“And whoever gives you a cup of water to drink in my name, because you belong to Christ – truly I tell you, he will never lose his reward. But whoever causes one of these little ones who believe in me to fall away – it would be better for him if a heavy millstone were hung around his neck and he were thrown into the sea.” (CSB – Read the chapter)
If you want to get in good with me, do you know the best way to do that? Love my kids. My kids rank pretty high on my list of priorities. In terms of the people I care most about in the world, there’s only one person who outranks them and I’m married to her. If you treat them in a way that reflects my passion for them, you’re going to be sitting pretty firmly in my good graces. In fact, if you love my kids well, even if I’m not terribly inclined to like you myself, I’m going to give you a pretty strong benefit of the doubt and you’ll have to work pretty hard before I write you off. The simple truth is – and if you’re a parent you know this – we love the folks who love our kids. On the other hand, if you’re ugly to my kids, I don’t much care how kind or generous or gracious you are with me, you and I are done. As we keep inching forward in Mark’s Gospel, what we see here reveals that Jesus feels the same way. His family just happens to be a whole lot larger than yours and mine.
Now, let’s put this in context before we dig much into it so we really understand what’s happening here. Jesus is still having the same conversation with the disciples that started after they got to Peter’s mother-in-law’s house in Capernaum. He was talking to them about humility and greatness. John, who for all of his letting Peter be the mouth of the group had an awfully high opinion of himself, piped in and boasted of his commitment to Jesus. He had seen someone waving around their brand without being a part of their group and moved to put a stop to it. As we talked about yesterday, this revealed he really hadn’t understood what Jesus was saying. His movement wasn’t an us-versus-them sort of deal. It’s much more of an us-for-them thing.
Thanks to John’s interpolation, the conversation had shifted in a slightly different direction from where Jesus started a few minutes before, but He begins to pivot a bit back in the direction He started. Receiving Him is the real mark of greatness and the way to receive Him is to receive the weak and vulnerable in His name. If someone is doing that – showing love to the weak and the vulnerable – they’re on the right track and we shouldn’t discourage them. But here He gets even more specific. When someone shows love to Jesus’ family members, He’s going to be committed to them just like you are committed to someone who loves your kids.

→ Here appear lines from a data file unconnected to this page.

//! Conversions between images and NCHW tensors.

use image::{GrayImage, ImageBuffer, Rgb, RgbImage};
use ndarray::{Array, Array4, ArrayD, Dimension, IxDyn};

use crate::error::{Error, Result};

/// Image tensor in NCHW format (batch, channels, height, width).
pub type ImageTensor = Array4<f32>;

/// Convert an RGB image to a (1, 3, H, W) tensor normalized to [-1, 1].
#[allow(clippy::cast_possible_truncation)]
pub fn rgb_to_tensor(img: &RgbImage) -> ImageTensor {
    let (width, height) = (img.width() as usize, img.height() as usize);
    let mut tensor = Array4::<f32>::zeros((1, 3, height, width));

    for (x, y, pixel) in img.enumerate_pixels() {
        let (x, y) = (x as usize, y as usize);
        for c in 0..3 {
            // Normalize from [0, 255] to [-1, 1]
            tensor[[0, c, y, x]] = (f32::from(pixel[c]) / 127.5) - 1.0;
        }
    }

    tensor
}

/// Convert an RGB image to a (1, 3, H, W) tensor with per-channel mean/std normalization.
#[allow(clippy::cast_possible_truncation)]
pub fn normalized_tensor(img: &RgbImage, mean: [f32; 3], std: [f32; 3]) -> ImageTensor {
    let (width, height) = (img.width() as usize, img.height() as usize);
    let mut tensor = Array4::<f32>::zeros((1, 3, height, width));

    for (x, y, pixel) in img.enumerate_pixels() {
        let (x, y) = (x as usize, y as usize);
        for c in 0..3 {
            tensor[[0, c, y, x]] = (f32::from(pixel[c]) / 255.0 - mean[c]) / std[c];
        }
    }

    tensor
}

/// Convert a mask to a (1, 1, H, W) tensor: 1.0 where the mask is light, 0.0 elsewhere.
#[allow(clippy::cast_possible_truncation)]
pub fn mask_to_tensor(mask: &GrayImage) -> ImageTensor {
    let (width, height) = (mask.width() as usize, mask.height() as usize);
    let mut tensor = Array4::<f32>::zeros((1, 1, height, width));

    for (x, y, pixel) in mask.enumerate_pixels() {
        if pixel[0] >= 128 {
            tensor[[0, 0, y as usize, x as usize]] = 1.0;
        }
    }

    tensor
}

/// Convert image `index` of a normalized NCHW tensor back to an RGB image.
///
/// # Errors
///
/// Returns [`Error::ShapeMismatch`] if the tensor is not a batch of 3-channel images
/// or `index` is out of range.
#[allow(clippy::cast_possible_truncation)]
pub fn tensor_to_rgb(tensor: &ImageTensor, index: usize) -> Result<RgbImage> {
    let (batch, channels, height, width) = tensor.dim();
    if channels != 3 || index >= batch {
        return Err(Error::ShapeMismatch {
            expected: format!("image {index} of a (N, 3, H, W) tensor"),
            actual: format!("{:?}", tensor.shape()),
        });
    }

    let width_px = u32::try_from(width).map_err(|_| too_large(width))?;
    let height_px = u32::try_from(height).map_err(|_| too_large(height))?;

    Ok(ImageBuffer::from_fn(width_px, height_px, |x, y| {
        let (x, y) = (x as usize, y as usize);
        Rgb([
            denormalize(tensor[[index, 0, y, x]]),
            denormalize(tensor[[index, 1, y, x]]),
            denormalize(tensor[[index, 2, y, x]]),
        ])
    }))
}

fn too_large(size: usize) -> Error {
    Error::ShapeMismatch {
        expected: "image dimension within u32".to_string(),
        actual: size.to_string(),
    }
}

/// Denormalize a value from [-1, 1] to [0, 255] with clamping.
#[inline]
#[allow(clippy::cast_possible_truncation, clippy::cast_sign_loss)]
fn denormalize(value: f32) -> u8 {
    // Safe: clamped to [0, 255] range before casting
    let scaled = (value + 1.0) * 127.5;
    scaled.clamp(0.0, 255.0) as u8
}

/// Extract an f32 array of dimensionality `D` from an ONNX value.
#[allow(clippy::cast_sign_loss, clippy::cast_possible_truncation)]
pub fn extract<D: Dimension>(value: &ort::value::DynValue) -> Result<Array<f32, D>> {
    let (shape_info, data) = value
        .try_extract_tensor::<f32>()
        .map_err(|source| Error::Inference { source })?;

    // Safe: tensor dimensions are always non-negative and within bounds
    let dims: Vec<usize> = shape_info.iter().map(|&x| x as usize).collect();

    let array = ArrayD::from_shape_vec(IxDyn(&dims), data.to_vec()).map_err(|_| {
        Error::ShapeMismatch {
            expected: format!("{dims:?}"),
            actual: "reshape failed".to_string(),
        }
    })?;

    array
        .into_dimensionality::<D>()
        .map_err(|_| Error::ShapeMismatch {
            expected: format!("{}D tensor", D::NDIM.unwrap_or(0)),
            actual: format!("{}D tensor", dims.len()),
        })
}

pub fn missing_output(what: &str) -> Error {
    Error::ShapeMismatch {
        expected: format!("{what} output"),
        actual: "no output".to_string(),
    }
}

pub fn shape_error(err: &ndarray::ShapeError) -> Error {
    Error::ShapeMismatch {
        expected: "compatible tensor shapes".to_string(),
        actual: err.to_string(),
    }
}
//! # `snapscape`
//!
//! Turns a single product photograph and a text prompt into a generated scene image,
//! and optionally a short video clip.
//!
//! The pipeline removes the photo's background, centers the product on a white canvas
//! twice its size, derives an inpainting mask that preserves the product and marks the
//! surroundings for generation, and hands (canvas, mask, prompt) to an inpainting model.
//! Models sit behind the traits in [`capability`]; ONNX Runtime implementations live in
//! [`backend`].
//!
//! ## Example
//!
//! ```no_run
//! use snapscape::backend::OnnxSegmenter;
//! use snapscape::capability::Shared;
//! use snapscape::model::{ModelOptions, SegmentationModel};
//! use snapscape::pipeline::{build_inpainting_pipeline, Capabilities, Config, Orchestrator};
//!
//! # fn main() -> snapscape::Result<()> {
//! let options = ModelOptions::default();
//! let capabilities = Capabilities {
//!     segmenter: Shared::segmenter(OnnxSegmenter::new(SegmentationModel::U2Net, &options)?),
//!     scene: build_inpainting_pipeline("models/sd2-inpainting", &options)?,
//!     video: None,
//! };
//! let config = Config::default();
//!
//! let mut orchestrator = Orchestrator::new(&config, &capabilities)?;
//! let artifacts = orchestrator.run("shoe.jpg", "studio backdrop")?;
//! println!("{}", artifacts.scene.display());
//! # Ok(())
//! # }
//! ```

pub mod backend;
pub mod capability;
pub mod error;
pub mod image;
pub mod model;
pub mod pipeline;

pub use error::{Error, Result};
pub use pipeline::{Config, Orchestrator};
//! Variational Autoencoder operations for encoding/decoding images.

use ndarray::Array4;
use ort::session::Session;
use ort::value::Tensor;

use crate::error::{Error, Result};

use super::tensor::{extract, missing_output, ImageTensor};

/// Latent tensor type, (N, 4, H/8, W/8).
pub type LatentTensor = Array4<f32>;

/// VAE scaling factor (from Stable Diffusion).
pub const VAE_SCALE: f32 = 0.18215;

/// Encode an image to latent space without applying [`VAE_SCALE`].
///
/// # Errors
///
/// Returns an error if inference fails.
pub fn encode_raw(encoder: &mut Session, image: &ImageTensor) -> Result<LatentTensor> {
    let input_value =
        Tensor::from_array(image.clone()).map_err(|source| Error::Inference { source })?;

    let outputs = encoder
        .run(ort::inputs![input_value])
        .map_err(|source| Error::Inference { source })?;

    // Get first output
    let output = outputs
        .values()
        .next()
        .ok_or_else(|| missing_output("latent_sample"))?;

    extract(&output)
}

/// Encode an image to latent space using the VAE encoder.
///
/// # Arguments
///
/// * `encoder` - ONNX session for the VAE encoder
/// * `image` - Image tensor in NCHW format with values in [-1, 1]
///
/// # Returns
///
/// Latent tensor in NCHW format, scaled for the `UNet`.
///
/// # Errors
///
/// Returns an error if inference fails.
pub fn encode(encoder: &mut Session, image: &ImageTensor) -> Result<LatentTensor> {
    // Scale latents as per SD convention
    Ok(encode_raw(encoder, image)? * VAE_SCALE)
}

/// Decode latents back to image space using the VAE decoder.
///
/// # Arguments
///
/// * `decoder` - ONNX session for the VAE decoder
/// * `latent` - Latent tensor in NCHW format
///
/// # Returns
///
/// Image tensor in NCHW format with values in [-1, 1].
///
/// # Errors
///
/// Returns an error if inference fails.
pub fn decode(decoder: &mut Session, latent: &LatentTensor) -> Result<ImageTensor> {
    // Unscale latents
    let unscaled = latent / VAE_SCALE;

    let input_value =
        Tensor::from_array(unscaled).map_err(|source| Error::Inference { source })?;

    let outputs = decoder
        .run(ort::inputs![input_value])
        .map_err(|source| Error::Inference { source })?;

    // Get first output
    let output = outputs
        .values()
        .next()
        .ok_or_else(|| missing_output("sample"))?;

    extract(&output)
}
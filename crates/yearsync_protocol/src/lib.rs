//! # Yearsync Protocol
//!
//! Wire types and CBOR codec for year listening-history sync.
//!
//! This crate provides:
//! - `SyncRequest` for both the count probe and the diff pull
//! - `ProbeResponse` and `DiffResponse` for the two response shapes
//! - `HistoryChange` records carried by a diff
//! - CBOR encoding/decoding through serde
//!
//! This is a pure protocol crate with no I/O operations.
//!
//! ## Usage
//!
//! ```
//! use yearsync_protocol::{ProbeResponse, SyncRequest};
//!
//! let request = SyncRequest::probe(2024, 1_700_000_000_000);
//! let bytes = request.encode().unwrap();
//! assert!(!bytes.is_empty());
//!
//! let response = ProbeResponse::new(12);
//! let decoded = ProbeResponse::decode(&response.encode().unwrap()).unwrap();
//! assert_eq!(decoded.count, 12);
//! ```

#![deny(unsafe_code)]
#![warn(missing_docs)]

mod codec;
mod error;
mod messages;

pub use codec::{from_cbor, to_cbor};
pub use error::{CodecError, CodecResult};
pub use messages::{DiffResponse, HistoryChange, HistoryPage, ProbeResponse, SyncRequest};

/// Protocol version sent with every request.
pub const PROTOCOL_VERSION: i32 = 1;

/// Path of the year history endpoint, relative to the server URL.
pub const HISTORY_YEAR_PATH: &str = "/history/year";
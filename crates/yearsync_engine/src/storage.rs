//! Local storage seam and an in-memory implementation.

use crate::error::{SyncError, SyncResult};
use crate::model::{Episode, Podcast};
use chrono::{DateTime, Datelike, Utc};
use parking_lot::RwLock;
use std::collections::HashMap;

/// Local listening-history storage.
///
/// Implementations must tolerate concurrent reads and upserts from the
/// resolver's worker tasks.
pub trait HistoryStore: Send + Sync {
    /// Counts episodes whose last recorded interaction falls in `year`.
    fn count_interactions_for_year(&self, year: i32) -> SyncResult<i64>;

    /// Checks whether an episode exists locally.
    fn episode_exists(&self, episode_id: &str) -> SyncResult<bool>;

    /// Records the last interaction time for an episode.
    ///
    /// Writing the same timestamp twice leaves the same stored value.
    fn record_interaction(&self, episode_id: &str, at: DateTime<Utc>) -> SyncResult<()>;

    /// Upserts episodes of a podcast, keyed by episode id.
    fn upsert_episodes(&self, podcast_id: &str, episodes: &[Episode]) -> SyncResult<()>;

    /// Finds a podcast by external id.
    ///
    /// Unsubscribed podcasts are only returned when `include_unsubscribed` is set.
    fn find_podcast(&self, podcast_id: &str, include_unsubscribed: bool)
        -> SyncResult<Option<Podcast>>;

    /// Inserts a podcast.
    fn insert_podcast(&self, podcast: &Podcast) -> SyncResult<()>;
}

#[derive(Default)]
struct StoreState {
    podcasts: HashMap<String, Podcast>,
    episodes: HashMap<String, Episode>,
    interactions: HashMap<String, DateTime<Utc>>,
}

/// An in-memory history store.
///
/// Interaction times are kept apart from episode metadata so that listing
/// upserts never overwrite them.
#[derive(Default)]
pub struct MemoryHistoryStore {
    state: RwLock<StoreState>,
    fail_upserts_for: RwLock<Vec<String>>,
}

impl MemoryHistoryStore {
    /// Creates an empty store.
    pub fn new() -> Self {
        Self::default()
    }

    /// Seeds a podcast.
    pub fn add_podcast(&self, podcast: Podcast) {
        self.state.write().podcasts.insert(podcast.id.clone(), podcast);
    }

    /// Seeds an episode.
    pub fn add_episode(&self, episode: Episode) {
        self.state.write().episodes.insert(episode.id.clone(), episode);
    }

    /// Seeds an interaction.
    pub fn add_interaction(&self, episode_id: impl Into<String>, at: DateTime<Utc>) {
        self.state.write().interactions.insert(episode_id.into(), at);
    }

    /// Makes episode upserts for `podcast_id` fail.
    pub fn fail_upserts_for(&self, podcast_id: impl Into<String>) {
        self.fail_upserts_for.write().push(podcast_id.into());
    }

    /// Returns a podcast regardless of subscription.
    pub fn podcast(&self, podcast_id: &str) -> Option<Podcast> {
        self.state.read().podcasts.get(podcast_id).cloned()
    }

    /// Returns an episode.
    pub fn episode(&self, episode_id: &str) -> Option<Episode> {
        self.state.read().episodes.get(episode_id).cloned()
    }

    /// Returns the last interaction recorded for an episode.
    pub fn interaction(&self, episode_id: &str) -> Option<DateTime<Utc>> {
        self.state.read().interactions.get(episode_id).copied()
    }

    /// Returns the episodes of a podcast, sorted by id.
    pub fn episodes_of(&self, podcast_id: &str) -> Vec<Episode> {
        let mut episodes: Vec<Episode> = self
            .state
            .read()
            .episodes
            .values()
            .filter(|e| e.podcast_id == podcast_id)
            .cloned()
            .collect();
        episodes.sort_by(|a, b| a.id.cmp(&b.id));
        episodes
    }

    /// Returns (podcasts, episodes, interactions) counts.
    pub fn sizes(&self) -> (usize, usize, usize) {
        let state = self.state.read();
        (
            state.podcasts.len(),
            state.episodes.len(),
            state.interactions.len(),
        )
    }
}

impl HistoryStore for MemoryHistoryStore {
    fn count_interactions_for_year(&self, year: i32) -> SyncResult<i64> {
        let count = self
            .state
            .read()
            .interactions
            .values()
            .filter(|at| at.year() == year)
            .count();
        Ok(count as i64)
    }

    fn episode_exists(&self, episode_id: &str) -> SyncResult<bool> {
        Ok(self.state.read().episodes.contains_key(episode_id))
    }

    fn record_interaction(&self, episode_id: &str, at: DateTime<Utc>) -> SyncResult<()> {
        self.state
            .write()
            .interactions
            .insert(episode_id.to_string(), at);
        Ok(())
    }

    fn upsert_episodes(&self, podcast_id: &str, episodes: &[Episode]) -> SyncResult<()> {
        if self.fail_upserts_for.read().iter().any(|p| p == podcast_id) {
            return Err(SyncError::storage(format!(
                "episode table locked for podcast {podcast_id}"
            )));
        }

        let mut state = self.state.write();
        for episode in episodes {
            let mut stored = episode.clone();
            stored.podcast_id = podcast_id.to_string();
            state.episodes.insert(stored.id.clone(), stored);
        }
        Ok(())
    }

    fn find_podcast(
        &self,
        podcast_id: &str,
        include_unsubscribed: bool,
    ) -> SyncResult<Option<Podcast>> {
        Ok(self
            .state
            .read()
            .podcasts
            .get(podcast_id)
            .filter(|p| include_unsubscribed || p.subscribed)
            .cloned())
    }

    fn insert_podcast(&self, podcast: &Podcast) -> SyncResult<()> {
        self.state
            .write()
            .podcasts
            .entry(podcast.id.clone())
            .or_insert_with(|| podcast.clone());
        Ok(())
    }
}
//! # Yearsync Engine
//!
//! Reconciles locally recorded listening history for one calendar year with
//! the server's copy.
//!
//! This crate provides:
//! - The reconciliation session state machine (token → probe → pull →
//!   resolve → merge)
//! - A per-session existence cache
//! - Concurrent resolution of missing episodes on a fork/join worker pool
//! - Idempotent bulk merge of podcast listings
//! - HTTP transport abstraction with a loopback client for tests
//! - In-memory storage, catalog and transport collaborators
//!
//! ## Architecture
//!
//! A session uses a **probe-then-pull** model:
//! 1. Probe the server for the year's interaction count (cheap)
//! 2. Compare against the local count; stop if local is caught up
//! 3. Pull the full diff with the same token
//! 4. Create whatever the diff references but storage lacks, then refresh
//!    the listings of every podcast touched
//!
//! ## Key Invariants
//!
//! - At most two POSTs per session, and only one when local is caught up
//! - No POST is sent without a token
//! - A malformed diff writes nothing
//! - Lookup and merge failures never fail the session
//! - Merging the same listings twice leaves storage unchanged
//!
//! ## Usage
//!
//! ```
//! use yearsync_engine::{MemoryCatalog, MemoryHistoryStore, MockTransport, SyncConfig, YearSync};
//! use yearsync_protocol::ProbeResponse;
//!
//! let sync = YearSync::new(
//!     SyncConfig::new("https://api.example.com"),
//!     MockTransport::new(),
//!     MemoryHistoryStore::new(),
//!     MemoryCatalog::new(),
//! )
//! .unwrap();
//!
//! sync.transport().set_probe_response(Ok(ProbeResponse::new(0)));
//! assert!(sync.run(2024));
//! ```

#![deny(unsafe_code)]
#![warn(missing_docs)]

mod cache;
mod catalog;
mod config;
mod error;
mod http;
mod merge;
mod model;
mod pool;
mod resolver;
mod session;
mod storage;
mod transport;
mod year_sync;

pub use cache::ExistenceCache;
pub use catalog::{MemoryCatalog, RemoteCatalog};
pub use config::SyncConfig;
pub use error::{SyncError, SyncResult};
pub use http::{
    CborDecode, HttpClient, HttpResponse, HttpTransport, LoopbackClient, LoopbackServer,
    StaticTokenProvider, TokenProvider,
};
pub use merge::{BulkMerge, MergeSummary};
pub use model::{interaction_time, AuthToken, Episode, Podcast, PodcastStub};
pub use pool::WorkerPool;
pub use resolver::{ConcurrentResolver, Resolution, StagedListings};
pub use session::{ReconciliationSession, SessionOutcome, SessionState, SessionSummary};
pub use storage::{HistoryStore, MemoryHistoryStore};
pub use transport::{HistoryTransport, MockTransport};
pub use year_sync::{SyncStats, YearSync};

If you want to be right with Jesus, the best way to accomplish that is to love His children. Jesus here talks about giving a cup of water to someone. The act itself isn’t so important. It’s the nature of the act that matters. This kind of small, but intentional, act of love counts a whole lot more than we might imagine. What makes it count so much here though is not the act itself or even the intention behind it, but the reason for it. When you love one of Jesus’ family members because they are Jesus’ family members, you’re going to be in good with Jesus. When you give that cup of water in Jesus’ name to someone who is a Jesus follower because she is a Jesus follower, you’ve got the whole world going for you. Or, as Jesus Himself put it, you will never lose your reward. If loving the least of these gets Jesus’ attention, loving the believing least of these because they are the believing least of these puts Him over the moon.
On the other hand, if you don’t show love to Jesus’ family…well, He’s not okay with that. In fact, He’s very not okay with that. In fact, that very idea prompts some of the harshest words He is recorded as speaking in all of the Gospel accounts of His life and ministry. These words should make us uncomfortable. Jesus said that if you cause one of these little ones (and here He probably looked right at Peter’s little boy who was still sitting on His lap) who believe in Him to fall away, to give up their belief in Him, it would be better for you if a heavy millstone was tied around your neck and the stone was thrown into the sea.
Personally, other than perhaps burning to death, I can’t think of a worse way to die than drowning. There’s no pain involved, you’re just completely helpless to breath. It’s scary when we don’t have access to the air we need to live for even a few seconds. Having a giant rock tied to our neck and then tossed in the ocean would be horrifying. And Jesus said it would be better for you to have that happen than to face the wrath coming your way for leading someone away from Him.
So then, what do we do with this? Well, we keep this principle in mind at all times. How we treat people made in His image is a reflection of how we would treat Him. It is a reflection of what is in our heart. And just in case I’m not being clear: Every single person without exception is made in His image. This is all especially true when it comes to others of His followers. How you treat other people – for good or for ill – is a reflection of your relationship with Jesus. To treat them well in His name is to be right with Him. To treat them poorly is to be wrong with Him…very wrong with Him.
The law of His kingdom is love and there is no other. Of course, we need to understand love properly as an intentional decision to see someone else become more fully who God designed them to be. If we want to be on track with Jesus, loving one another in His name is the way to go. Anything else will set us apart from Him. The trouble is: there’s no life apart from Him. Let’s commit together to really living by loving one another well. There’s just no other way.